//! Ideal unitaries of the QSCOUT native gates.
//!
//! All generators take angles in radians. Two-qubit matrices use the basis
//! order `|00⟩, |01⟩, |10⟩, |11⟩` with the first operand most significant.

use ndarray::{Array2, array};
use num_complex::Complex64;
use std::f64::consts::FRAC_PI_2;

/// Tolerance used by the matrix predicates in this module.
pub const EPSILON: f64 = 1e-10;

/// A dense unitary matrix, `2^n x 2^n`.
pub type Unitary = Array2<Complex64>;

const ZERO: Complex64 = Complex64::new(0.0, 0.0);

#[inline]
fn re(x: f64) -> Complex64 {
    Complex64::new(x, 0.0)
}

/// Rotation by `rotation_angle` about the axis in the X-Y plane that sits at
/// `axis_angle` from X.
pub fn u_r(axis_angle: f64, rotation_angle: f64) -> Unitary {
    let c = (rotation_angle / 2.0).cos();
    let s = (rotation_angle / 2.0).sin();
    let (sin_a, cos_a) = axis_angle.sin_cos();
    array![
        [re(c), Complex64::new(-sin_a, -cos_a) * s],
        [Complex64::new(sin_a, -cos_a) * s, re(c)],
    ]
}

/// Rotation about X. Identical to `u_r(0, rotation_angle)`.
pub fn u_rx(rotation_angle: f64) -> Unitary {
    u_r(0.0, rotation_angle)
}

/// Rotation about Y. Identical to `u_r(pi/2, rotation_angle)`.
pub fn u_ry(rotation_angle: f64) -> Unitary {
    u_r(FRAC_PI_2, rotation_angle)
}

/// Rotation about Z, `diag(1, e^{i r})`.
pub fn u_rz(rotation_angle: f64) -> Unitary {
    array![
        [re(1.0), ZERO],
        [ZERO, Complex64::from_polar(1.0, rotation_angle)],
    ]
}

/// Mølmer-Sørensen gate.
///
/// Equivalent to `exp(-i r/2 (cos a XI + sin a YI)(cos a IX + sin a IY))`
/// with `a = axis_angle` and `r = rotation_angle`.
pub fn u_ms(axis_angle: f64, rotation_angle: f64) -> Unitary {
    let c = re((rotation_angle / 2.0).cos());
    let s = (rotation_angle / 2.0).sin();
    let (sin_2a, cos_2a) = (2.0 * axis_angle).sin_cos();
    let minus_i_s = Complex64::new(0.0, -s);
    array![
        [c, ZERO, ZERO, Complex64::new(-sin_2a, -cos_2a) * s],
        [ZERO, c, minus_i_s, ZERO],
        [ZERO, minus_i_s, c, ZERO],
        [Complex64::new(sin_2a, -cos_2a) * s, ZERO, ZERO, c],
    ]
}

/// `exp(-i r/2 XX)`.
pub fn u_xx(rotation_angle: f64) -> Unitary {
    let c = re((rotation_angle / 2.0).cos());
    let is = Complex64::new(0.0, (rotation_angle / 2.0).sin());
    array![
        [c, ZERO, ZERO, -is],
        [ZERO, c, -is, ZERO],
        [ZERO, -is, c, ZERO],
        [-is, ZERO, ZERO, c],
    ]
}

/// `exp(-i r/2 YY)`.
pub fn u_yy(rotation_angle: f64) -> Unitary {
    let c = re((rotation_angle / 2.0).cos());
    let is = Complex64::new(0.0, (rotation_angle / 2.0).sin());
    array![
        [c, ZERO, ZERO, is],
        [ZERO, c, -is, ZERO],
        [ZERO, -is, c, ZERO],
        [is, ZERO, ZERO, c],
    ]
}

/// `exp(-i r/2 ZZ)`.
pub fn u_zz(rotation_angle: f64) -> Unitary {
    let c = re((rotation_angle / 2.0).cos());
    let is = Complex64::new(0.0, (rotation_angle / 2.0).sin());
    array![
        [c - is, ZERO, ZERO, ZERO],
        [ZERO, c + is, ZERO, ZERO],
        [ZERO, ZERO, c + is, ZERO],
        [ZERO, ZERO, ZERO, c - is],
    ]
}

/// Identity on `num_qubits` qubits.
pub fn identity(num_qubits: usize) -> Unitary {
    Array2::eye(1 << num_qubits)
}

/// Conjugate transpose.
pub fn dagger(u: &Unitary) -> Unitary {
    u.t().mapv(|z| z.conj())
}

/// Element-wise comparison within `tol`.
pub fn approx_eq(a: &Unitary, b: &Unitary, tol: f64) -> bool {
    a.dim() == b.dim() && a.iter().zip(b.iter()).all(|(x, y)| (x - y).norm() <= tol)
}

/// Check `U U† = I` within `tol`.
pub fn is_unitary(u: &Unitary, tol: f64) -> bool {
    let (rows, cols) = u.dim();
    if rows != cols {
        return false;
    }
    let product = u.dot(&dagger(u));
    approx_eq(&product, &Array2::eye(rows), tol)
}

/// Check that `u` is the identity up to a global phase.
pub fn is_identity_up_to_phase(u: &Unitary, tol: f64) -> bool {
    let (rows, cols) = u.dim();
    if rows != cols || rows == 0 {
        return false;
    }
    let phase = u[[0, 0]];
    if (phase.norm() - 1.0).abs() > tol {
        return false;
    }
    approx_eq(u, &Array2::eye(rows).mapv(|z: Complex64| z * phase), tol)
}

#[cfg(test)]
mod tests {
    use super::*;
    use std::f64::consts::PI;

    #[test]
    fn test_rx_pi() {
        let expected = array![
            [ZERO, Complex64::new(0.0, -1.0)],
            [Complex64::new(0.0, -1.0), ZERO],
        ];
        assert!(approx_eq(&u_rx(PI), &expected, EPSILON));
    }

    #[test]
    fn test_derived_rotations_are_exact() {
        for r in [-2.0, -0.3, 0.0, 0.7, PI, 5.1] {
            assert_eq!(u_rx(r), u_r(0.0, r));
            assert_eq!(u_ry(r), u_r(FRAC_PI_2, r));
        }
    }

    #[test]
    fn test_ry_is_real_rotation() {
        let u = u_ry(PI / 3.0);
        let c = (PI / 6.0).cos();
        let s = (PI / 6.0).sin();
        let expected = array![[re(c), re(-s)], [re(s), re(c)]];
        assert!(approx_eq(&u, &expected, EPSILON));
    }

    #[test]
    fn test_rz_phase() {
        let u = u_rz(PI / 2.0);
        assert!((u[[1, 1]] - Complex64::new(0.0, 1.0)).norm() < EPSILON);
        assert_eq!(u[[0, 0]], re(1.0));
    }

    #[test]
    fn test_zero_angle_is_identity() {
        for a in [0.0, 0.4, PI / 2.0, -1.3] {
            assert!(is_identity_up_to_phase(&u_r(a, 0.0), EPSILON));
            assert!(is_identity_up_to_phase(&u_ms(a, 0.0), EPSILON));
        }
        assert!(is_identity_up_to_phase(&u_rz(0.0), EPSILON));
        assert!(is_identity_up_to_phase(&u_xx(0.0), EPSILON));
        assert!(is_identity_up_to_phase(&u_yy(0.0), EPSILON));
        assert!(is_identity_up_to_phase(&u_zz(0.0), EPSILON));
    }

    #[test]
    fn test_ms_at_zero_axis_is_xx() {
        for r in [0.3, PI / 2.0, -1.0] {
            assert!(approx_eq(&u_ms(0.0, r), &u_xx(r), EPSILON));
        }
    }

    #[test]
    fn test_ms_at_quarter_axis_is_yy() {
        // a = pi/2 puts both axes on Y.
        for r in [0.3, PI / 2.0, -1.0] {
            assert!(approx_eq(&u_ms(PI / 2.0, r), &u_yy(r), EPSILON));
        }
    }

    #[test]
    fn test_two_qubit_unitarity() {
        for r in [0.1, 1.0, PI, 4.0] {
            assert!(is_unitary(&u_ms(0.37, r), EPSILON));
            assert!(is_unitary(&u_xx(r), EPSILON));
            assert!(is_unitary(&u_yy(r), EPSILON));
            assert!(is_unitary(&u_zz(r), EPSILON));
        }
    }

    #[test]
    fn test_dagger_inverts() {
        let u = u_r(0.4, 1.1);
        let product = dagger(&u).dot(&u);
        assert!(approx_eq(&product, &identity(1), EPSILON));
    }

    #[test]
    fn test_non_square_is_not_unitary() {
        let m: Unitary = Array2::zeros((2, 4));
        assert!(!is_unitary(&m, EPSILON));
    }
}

-=-=-

* _Task statement_:
From the records above, copy each line where the word "about" can be found.

* _Answer box_:
/// Rotation by `rotation_angle` about the axis in the X-Y plane that sits at
/// Rotation about X. Identical to `u_r(0, rotation_angle)`.
/// Rotation about Y. Identical to `u_r(pi/2, rotation_angle)`.
/// Rotation about Z, `diag(1, e^{i r})`.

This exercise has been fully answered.